Abstract
Funding Acknowledgements
Type of funding sources: None.
onbehalf
The BSCMR Valve Consortium
Background
Patients with low-flow aortic stenosis (LF-AS) have higher mortality than those with high-flow severe AS. The conventional echocardiographic definition of LF-AS is an indexed stroke volume (SVi) <35ml/m2. Whether this cut-off translates to cardiac magnetic resonance (CMR), and how CMR SVi associates with myocardial remodelling (volume/function/scar) and survival is unclear.
Purpose
To determine the association between CMR SVi, myocardial remodelling and survival in severe symptomatic AS.
Methods
In a multi-centre longitudinal outcome study of patients with severe AS listed for either surgical (SAVR) or transcatheter aortic valve intervention (TAVI) at six cardiothoracic centres, survival was assessed and stratified by SVi. Patients underwent preprocedural echocardiography and CMR between January 2003 and May 2015. Standardised core-lab analyses on pre-procedural CMR for biventricular volumes, function and scar quantification were performed.
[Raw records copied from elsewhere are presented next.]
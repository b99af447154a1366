//! Result, leaderboard and athlete listings.

use axum::extract::State;
use axum::Json;
use champ_models::{demo_athletes, demo_leaderboard, Athlete, LatestResult, LeaderboardEntry};
use serde::Serialize;

use crate::state::AppState;

#[derive(Serialize)]
pub struct LeaderboardResponse {
    pub items: Vec<LeaderboardEntry>,
}

#[derive(Serialize)]
pub struct AthletesResponse {
    pub athletes: Vec<Athlete>,
}

/// Latest scored upload, or `{"score": 0.0, "cheat_detected": 0}`.
pub async fn latest_result(State(state): State<AppState>) -> Json<LatestResult> {
    Json(state.latest.snapshot().await)
}

pub async fn leaderboard() -> Json<LeaderboardResponse> {
    Json(LeaderboardResponse {
        items: demo_leaderboard(),
    })
}

pub async fn athletes() -> Json<AthletesResponse> {
    Json(AthletesResponse {
        athletes: demo_athletes(),
    })
}
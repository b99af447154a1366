//! API error types.

use axum::http::StatusCode;
use axum::response::{IntoResponse, Response};
use axum::Json;
use serde::Serialize;
use thiserror::Error;

use crate::auth::OtpError;

pub type ApiResult<T> = Result<T, ApiError>;

#[derive(Debug, Error)]
pub enum ApiError {
    #[error("Unauthorized: {0}")]
    Unauthorized(String),

    #[error("Bad request: {0}")]
    BadRequest(String),

    #[error("Rate limited")]
    RateLimited,

    #[error("Internal error: {0}")]
    Internal(String),

    #[error("OTP error: {0}")]
    Otp(#[from] OtpError),
}

impl ApiError {
    pub fn unauthorized(msg: impl Into<String>) -> Self {
        Self::Unauthorized(msg.into())
    }

    pub fn bad_request(msg: impl Into<String>) -> Self {
        Self::BadRequest(msg.into())
    }

    pub fn internal(msg: impl Into<String>) -> Self {
        Self::Internal(msg.into())
    }

    fn status_code(&self) -> StatusCode {
        match self {
            ApiError::Unauthorized(_) => StatusCode::UNAUTHORIZED,
            ApiError::BadRequest(_) | ApiError::Otp(_) => StatusCode::BAD_REQUEST,
            ApiError::RateLimited => StatusCode::TOO_MANY_REQUESTS,
            ApiError::Internal(_) => StatusCode::INTERNAL_SERVER_ERROR,
        }
    }

    /// Client-facing message. Clients display `detail` verbatim, so the
    /// variant prefix is left out.
    fn detail(&self) -> String {
        match self {
            ApiError::Unauthorized(msg) | ApiError::BadRequest(msg) => msg.clone(),
            ApiError::Otp(e) => e.to_string(),
            ApiError::RateLimited => "Rate limit exceeded. Please try again later.".to_string(),
            ApiError::Internal(_) => {
                // Don't expose internal error details in production
                if std::env::var("ENVIRONMENT").unwrap_or_default() == "production" {
                    "An internal error occurred".to_string()
                } else {
                    self.to_string()
                }
            }
        }
    }
}

#[derive(Serialize)]
struct ErrorResponse {
    detail: String,
}

impl IntoResponse for ApiError {
    fn into_response(self) -> Response {
        let status = self.status_code();
        if status.is_server_error() {
            tracing::error!(error = %self, "Request failed");
        }
        let body = ErrorResponse {
            detail: self.detail(),
        };
        (status, Json(body)).into_response()
    }
}
//! Authentication request/response payloads.

use schemars::JsonSchema;
use serde::{Deserialize, Serialize};

/// Number of digits in a national phone number.
pub const PHONE_NUMBER_DIGITS: usize = 10;

fn validate_phone_number(phone_number: &str) -> Result<(), String> {
    let valid = phone_number.len() == PHONE_NUMBER_DIGITS
        && phone_number.chars().all(|c| c.is_ascii_digit());
    if valid {
        Ok(())
    } else {
        Err("Invalid phone number. Please enter a 10-digit number.".to_string())
    }
}

#[derive(Debug, Clone, Serialize, Deserialize, JsonSchema)]
pub struct PhoneNumberRequest {
    pub phone_number: String,
}

impl PhoneNumberRequest {
    pub fn validate(&self) -> Result<(), String> {
        validate_phone_number(&self.phone_number)
    }
}

#[derive(Debug, Clone, Serialize, Deserialize, JsonSchema)]
pub struct OtpVerificationRequest {
    pub phone_number: String,
    pub otp: String,
}

#[derive(Debug, Clone, Serialize, Deserialize, JsonSchema)]
pub struct LoginRequest {
    pub email: String,
    pub password: String,
}

/// Response to send/resend OTP. The code is echoed back for demo clients.
#[derive(Debug, Clone, Serialize, Deserialize, JsonSchema)]
pub struct OtpSentResponse {
    pub message: String,
    pub phone_number: String,
    pub otp: String,
}

#[derive(Debug, Clone, Serialize, Deserialize, JsonSchema)]
pub struct TokenResponse {
    #[serde(skip_serializing_if = "Option::is_none")]
    pub success: Option<bool>,
    pub message: String,
    pub access_token: String,
    pub token_type: String,
    /// Seconds until the token expires
    pub expires_in: u64,
}

#[derive(Debug, Clone, Serialize, Deserialize, JsonSchema)]
pub struct TokenStatus {
    pub valid: bool,
    pub phone_number: String,
}
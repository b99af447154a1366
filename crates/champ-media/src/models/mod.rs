//! Black-box model capability shared by the performance predictor and the
//! anomaly detector.
//!
//! A backend takes the fixed-length pose tensor and returns a flat vector of
//! outputs; callers decide what the numbers mean (mean quality, or per-sample
//! inlier/outlier labels). Backends are chosen once at startup from the model
//! artifact that was found:
//!
//! | Artifact | Backend |
//! |----------|---------|
//! | `*.onnx` | [`OnnxModel`] (ONNX Runtime) |
//! | `*.json` with `"kind": "linear"` | [`LinearModel`] |
//! | `*.json` with `"kind": "envelope"` | [`EnvelopeModel`] |

pub mod envelope;
pub mod linear;
pub mod onnx;

pub use envelope::EnvelopeModel;
pub use linear::LinearModel;
pub use onnx::OnnxModel;

use std::path::{Path, PathBuf};

use ndarray::Array2;
use serde::Deserialize;
use tracing::{info, warn};

use crate::error::{MediaError, MediaResult};
use crate::tensor::{PoseTensor, NUM_COORDS, NUM_LANDMARKS};

/// Features per frame when a frame is flattened.
pub const FRAME_FEATURES: usize = NUM_LANDMARKS * NUM_COORDS;

/// How the pose tensor is presented to a model.
#[derive(Debug, Clone, Copy, PartialEq, Eq)]
pub enum InputLayout {
    /// Whole sequence with a batch dimension of one: `[1, T, 33, 3]`.
    Sequence,
    /// One row per frame: `[T, 99]`.
    Frames,
}

/// A loaded model. Implementations are immutable after load and shared
/// across requests.
pub trait TensorModel: Send + Sync {
    fn run(&self, input: &PoseTensor) -> MediaResult<Vec<f32>>;

    /// Backend name for logging.
    fn name(&self) -> &'static str;
}

#[derive(Debug, Deserialize)]
#[serde(tag = "kind", rename_all = "snake_case")]
enum JsonModel {
    Linear(LinearModel),
    Envelope(EnvelopeModel),
}

/// Load whichever backend matches the artifact.
pub fn load_model(path: &Path, layout: InputLayout) -> MediaResult<Box<dyn TensorModel>> {
    if !path.exists() {
        return Err(MediaError::model_not_found(path));
    }

    let extension = path
        .extension()
        .and_then(|e| e.to_str())
        .map(|e| e.to_ascii_lowercase())
        .unwrap_or_default();

    let model: Box<dyn TensorModel> = match extension.as_str() {
        "onnx" => Box::new(OnnxModel::load(path, layout)?),
        "json" => {
            let raw = std::fs::read_to_string(path)?;
            match serde_json::from_str::<JsonModel>(&raw)? {
                JsonModel::Linear(model) => Box::new(model.validated()?),
                JsonModel::Envelope(model) => Box::new(model.validated()?),
            }
        }
        other => {
            return Err(MediaError::UnsupportedModel(format!(
                "{} (extension {other:?})",
                path.display()
            )))
        }
    };

    info!(path = %path.display(), backend = model.name(), "Model loaded");
    Ok(model)
}

/// Load the first candidate that loads. Broken candidates are logged and
/// skipped; `None` when every one fails.
pub fn load_first_model(
    candidates: &[PathBuf],
    layout: InputLayout,
    role: &'static str,
) -> Option<Box<dyn TensorModel>> {
    for path in candidates {
        match load_model(path, layout) {
            Ok(model) => return Some(model),
            Err(e) => warn!(role, path = %path.display(), error = %e, "Skipping model artifact"),
        }
    }
    if !candidates.is_empty() {
        warn!(role, tried = candidates.len(), "No model artifact could be loaded");
    }
    None
}

/// Flatten each frame into a row of 99 features.
pub fn frames_as_rows(input: &PoseTensor) -> MediaResult<Array2<f32>> {
    let frames = input.len_of(ndarray::Axis(0));
    input
        .as_standard_layout()
        .into_owned()
        .into_shape((frames, FRAME_FEATURES))
        .map_err(|e| MediaError::shape_mismatch(format!("flatten frames: {e}")))
}
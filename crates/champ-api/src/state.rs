//! Application state.

use std::sync::Arc;

use champ_media::InferencePipeline;
use champ_models::{InferenceResult, LatestResult};
use tokio::sync::RwLock;

use crate::auth::{OtpStore, TokenIssuer};
use crate::config::ApiConfig;

/// The most recent inference result. Uploads write it, result reads share it.
#[derive(Clone, Default)]
pub struct LatestResultSlot {
    inner: Arc<RwLock<Option<Arc<InferenceResult>>>>,
}

impl LatestResultSlot {
    pub async fn store(&self, result: Arc<InferenceResult>) {
        *self.inner.write().await = Some(result);
    }

    pub async fn get(&self) -> Option<Arc<InferenceResult>> {
        self.inner.read().await.clone()
    }

    /// Response body for `GET /results/latest`.
    pub async fn snapshot(&self) -> LatestResult {
        match self.get().await {
            Some(result) => LatestResult::Available(result.as_ref().clone()),
            None => LatestResult::empty(),
        }
    }
}

/// Shared application state.
#[derive(Clone)]
pub struct AppState {
    pub config: ApiConfig,
    pub pipeline: Arc<InferencePipeline>,
    pub latest: LatestResultSlot,
    pub otp: Arc<OtpStore>,
    pub tokens: Arc<TokenIssuer>,
}

impl AppState {
    pub fn new(config: ApiConfig, pipeline: Arc<InferencePipeline>) -> Self {
        let otp = OtpStore::new(config.otp_ttl, config.otp_max_attempts);
        let tokens = TokenIssuer::new(&config.jwt_secret, config.access_token_ttl);
        Self {
            config,
            pipeline,
            latest: LatestResultSlot::default(),
            otp: Arc::new(otp),
            tokens: Arc::new(tokens),
        }
    }
}

#[cfg(test)]
mod tests {
    use super::*;

    #[tokio::test]
    async fn test_slot_starts_empty_then_keeps_last_write() {
        let slot = LatestResultSlot::default();
        assert!(matches!(slot.snapshot().await, LatestResult::Empty { .. }));

        slot.store(Arc::new(InferenceResult::no_data())).await;
        let mut scored = InferenceResult::no_data();
        scored.score = 72.5;
        slot.store(Arc::new(scored)).await;

        assert_eq!(slot.get().await.map(|r| r.score), Some(72.5));
    }
}
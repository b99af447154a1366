//! Per-frame pose landmark extraction.
//!
//! Detection itself is an external capability behind [`LandmarkExtractor`].
//! Whatever the backend does, callers get a (33, 3) [`KeypointSet`]: a missing
//! detector, a detector error, no pose in frame, or no frame at all all yield
//! [`ZERO_KEYPOINTS`].

use tracing::debug;

use crate::decode::Frame;
use crate::error::MediaResult;
use crate::tensor::{KeypointSet, NUM_LANDMARKS, ZERO_KEYPOINTS};

/// One detected landmark, coordinates as emitted by the detector.
#[derive(Debug, Clone, Copy, PartialEq)]
pub struct Landmark {
    pub x: f32,
    pub y: f32,
    pub z: f32,
}

/// Pose detection backend.
pub trait LandmarkExtractor: Send + Sync {
    /// Detect a single pose. `Ok(None)` means no person was found.
    ///
    /// Backends may return fewer than 33 landmarks; extras are ignored.
    fn detect(&self, frame: &Frame) -> MediaResult<Option<Vec<Landmark>>>;

    /// Backend name for logging.
    fn name(&self) -> &'static str;
}

/// Used when no landmark model is configured. Always finds nothing.
#[derive(Debug, Clone, Copy, Default)]
pub struct NullLandmarkExtractor;

impl LandmarkExtractor for NullLandmarkExtractor {
    fn detect(&self, _frame: &Frame) -> MediaResult<Option<Vec<Landmark>>> {
        Ok(None)
    }

    fn name(&self) -> &'static str {
        "null"
    }
}

/// Run the extractor and fold every failure mode into the zero set.
pub fn extract_keypoints(extractor: &dyn LandmarkExtractor, frame: Option<&Frame>) -> KeypointSet {
    let Some(frame) = frame else {
        return ZERO_KEYPOINTS;
    };

    match extractor.detect(frame) {
        Ok(Some(landmarks)) => to_keypoint_set(&landmarks),
        Ok(None) => ZERO_KEYPOINTS,
        Err(e) => {
            debug!(extractor = extractor.name(), error = %e, "Landmark detection failed, using zeros");
            crate::metrics::record_fallback("landmarks");
            ZERO_KEYPOINTS
        }
    }
}

/// Copy up to 33 landmarks into a fixed set; missing indices stay zero.
pub fn to_keypoint_set(landmarks: &[Landmark]) -> KeypointSet {
    let mut out = ZERO_KEYPOINTS;
    for (slot, lm) in out.iter_mut().zip(landmarks.iter().take(NUM_LANDMARKS)) {
        *slot = [lm.x, lm.y, lm.z];
    }
    out
}
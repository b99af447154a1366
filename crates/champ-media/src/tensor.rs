//! Keypoint sets and the (T, 33, 3) pose tensor.

use ndarray::{Array3, ArrayView2, Axis};

/// Landmarks per frame (MediaPipe / BlazePose topology).
pub const NUM_LANDMARKS: usize = 33;

/// Coordinates per landmark: x, y, z.
pub const NUM_COORDS: usize = 3;

/// Frames fed to the models after temporal normalization.
pub const DEFAULT_TARGET_LEN: usize = 120;

/// Landmark indices used by the analyzer.
pub mod landmark {
    pub const LEFT_SHOULDER: usize = 11;
    pub const RIGHT_SHOULDER: usize = 12;
    pub const LEFT_HIP: usize = 23;
    pub const RIGHT_HIP: usize = 24;
}

/// One frame's landmarks. The fixed array type keeps the shape at (33, 3)
/// no matter what the detector produced.
pub type KeypointSet = [[f32; NUM_COORDS]; NUM_LANDMARKS];

/// Time-indexed keypoints, shape (T, 33, 3).
pub type PoseTensor = Array3<f32>;

/// The all-zero sentinel emitted when no pose is available.
pub const ZERO_KEYPOINTS: KeypointSet = [[0.0; NUM_COORDS]; NUM_LANDMARKS];

/// Stack per-frame keypoint sets into a tensor, preserving order.
pub fn stack_keypoints(frames: &[KeypointSet]) -> PoseTensor {
    Array3::from_shape_fn((frames.len(), NUM_LANDMARKS, NUM_COORDS), |(t, j, c)| {
        frames[t][j][c]
    })
}

/// True when every coordinate of the landmark row is exactly zero.
#[inline]
pub fn is_zero_point(point: &[f32]) -> bool {
    point.iter().all(|&v| v == 0.0)
}

/// Landmarks of a frame that carry any non-zero coordinate.
pub fn visible_points<'a, 'b>(frame: &'a ArrayView2<'b, f32>) -> impl Iterator<Item = [f32; 3]> + 'a {
    frame.axis_iter(Axis(0)).filter_map(|row| {
        let point = [row[0], row[1], row[2]];
        (!is_zero_point(&point)).then_some(point)
    })
}
//! Axum HTTP API for the talent assessment backend.
//!
//! This crate provides:
//! - Video upload scoring backed by `champ-media`
//! - Latest result, leaderboard and athlete listings
//! - Phone OTP sign-in with HS256 access tokens
//! - Rate limiting, security headers and Prometheus metrics

pub mod auth;
pub mod config;
pub mod error;
pub mod handlers;
pub mod metrics;
pub mod middleware;
pub mod routes;
pub mod state;

pub use auth::{OtpError, OtpStore, TokenIssuer};
pub use config::ApiConfig;
pub use error::{ApiError, ApiResult};
pub use routes::create_router;
pub use state::{AppState, LatestResultSlot};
All-cause and cardiovascular mortality were tracked for a minimum of two years after AVR.
Results
A total of 674 patients with severe AS (age 75 ± 14years; 63% male, aortic valve area 0.4 ± 0.1 cm2/m2) were included. Patients with low SVi by CMR <35ml/m2 were older and had a greater burden of comorbidities (atrial fibrillation [AF], diabetes, high BMI). Independent predictors of SVi were age, AF, increased left atrial volume, aortic valve regurgitant fraction and left ventricular mass (LV) mass index (by CMR). There was no difference in SVi with choice of intervention (TAVI vs SAVR) or presence of late gadolinium enhancement. In multivariate analysis (Table 1), SVi was associated with cardiovascular mortality in the whole cohort (HR 0.97, 95%CI 0.95-0.99, p = 0.02), and all-cause mortality after TAVI (HR 0.97, 95%CI 0.95-0.99, p = 0.006) but not SAVR (p = 0.6). Adjusted mortality hazard increases below 50ml/m2 and plateaus between 35-40ml/m2 (Figure 1A), adjusted for LGE, STS score (Society of Thoracic Surgery score) and wall thickness.
Conclusion
SVi by CMR is an independent predictor of cardiovascular mortality. Mortality hazard increases progressively below a SVi of 50mL/m2.